TRANSACTIONS OF THE JAPAN FLUID POWER SYSTEM SOCIETY Volume 38, Issue 6

Reduction in Submerged Jet Cavitation Erosion

An experiment related to cavitation erosion was conducted by utilizing submerged cavitating jet rigs. Using seven types of nozzle holders and six different height of cylindrical walls, the effects of geometry of the nozzle outlets and the impinged surfaces on erosion were examined. Tap water and ISO VG32 hydraulic oil were used as the test liquids. The time evolution of mass loss and cross-sectional profiles of the specimens were measured. At the same time, the cavity-clouds of the jets were recorded with a video camera and the pictures were processed with a personal computer. In conclusion, 1) The concave-type surface of the specimens gave a substantial reduction in erosion; 2) Mass loss of the specimens was decreased for a specific geometry of the nozzle outlets; 3) Erosion by use of tap water was markedly more severe than that of the mineral oil, and 4) Correlation between the erosion of the specimens and the processed pictures of the cavitating jets was partially shown.
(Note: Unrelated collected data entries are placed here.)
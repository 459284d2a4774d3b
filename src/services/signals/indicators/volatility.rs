//! Rolling volatility of daily returns.

use super::{closes, sample_std, Indicator};
use crate::types::PriceBar;

/// Current and earlier rolling volatility.
#[derive(Debug, Clone, Copy, PartialEq)]
pub struct VolatilityReading {
    pub current: f64,
    pub previous: f64,
}

/// Standard deviation of daily percentage returns over a rolling window.
///
/// `previous` is the rolling value `lookback` positions from the end of the
/// series, where the latest value sits at position 1.
pub struct Volatility {
    window: usize,
    lookback: usize,
}

impl Default for Volatility {
    fn default() -> Self {
        Self {
            window: 20,
            lookback: 5,
        }
    }
}

impl Volatility {
    pub fn new(window: usize) -> Self {
        Self {
            window,
            ..Self::default()
        }
    }

    /// Daily percentage returns; element `i` is the change into bar `i + 1`.
    pub fn returns(values: &[f64]) -> Vec<f64> {
        values
            .windows(2)
            .map(|pair| pair[1] / pair[0] - 1.0)
            .collect()
    }

    /// Rolling volatility ending at bar `index` of the price series.
    fn rolling_at(returns: &[f64], window: usize, index: usize) -> Option<f64> {
        // Bar `index` maps to return `index - 1`
        if index < window {
            return None;
        }
        let end = index;
        let start = end - window;
        sample_std(&returns[start..end])
    }
}

impl Indicator for Volatility {
    type Output = VolatilityReading;

    fn id(&self) -> &str {
        "volatility"
    }

    fn min_periods(&self) -> usize {
        self.window + self.lookback
    }

    fn calculate(&self, bars: &[PriceBar]) -> Option<VolatilityReading> {
        if self.window < 2 || self.lookback == 0 || bars.len() < self.min_periods() {
            return None;
        }

        let returns = Self::returns(&closes(bars));
        let last = bars.len() - 1;
        let current = Self::rolling_at(&returns, self.window, last)?;
        let previous = Self::rolling_at(&returns, self.window, bars.len() - self.lookback)?;

        Some(VolatilityReading { current, previous })
    }
}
Transient Unexpected High-Pressure Surge Produced in the Branch Passage in a Valve Box of Large Hydraulic Systems

With large hydraulic systems, a transient unexpected high-pressure surge often occurs in the branch passage of an auxiliary valve in the valve box at the transition of the working cycle. This pressure surge reaches 5 to 6 times that produced in the main line, and may occasionally give rise to system failure. This paper presents experimental and SMA simulation analyses for the fluid transients produced at the beginning stage of the decompression cycle of a large hydraulic casting machine, and physically elucidates the generation mechanism of the unexpected high-pressure surge. Measures for prevention of these pressure surges are also presented, and their effectiveness is verified by experiment. A simplified method of estimation of the unexpected high-pressure surge is proposed for various kinds of hydraulic systems, and its usefulness is verified by experiments carried out on testing of small hydraulic pipeline systems. In addition, a new calculation method is proposed for applying the SMA method to cases where there is a hydraulic casting machine in which the system consists of several hydraulic complex pipelines connected by several non-linear hydraulic components and column separation occurs at the inner point of the complex pipeline. From comparison of the simulation results with the experimental results, it is shown that the simulation accuracy of this calculation method is very high.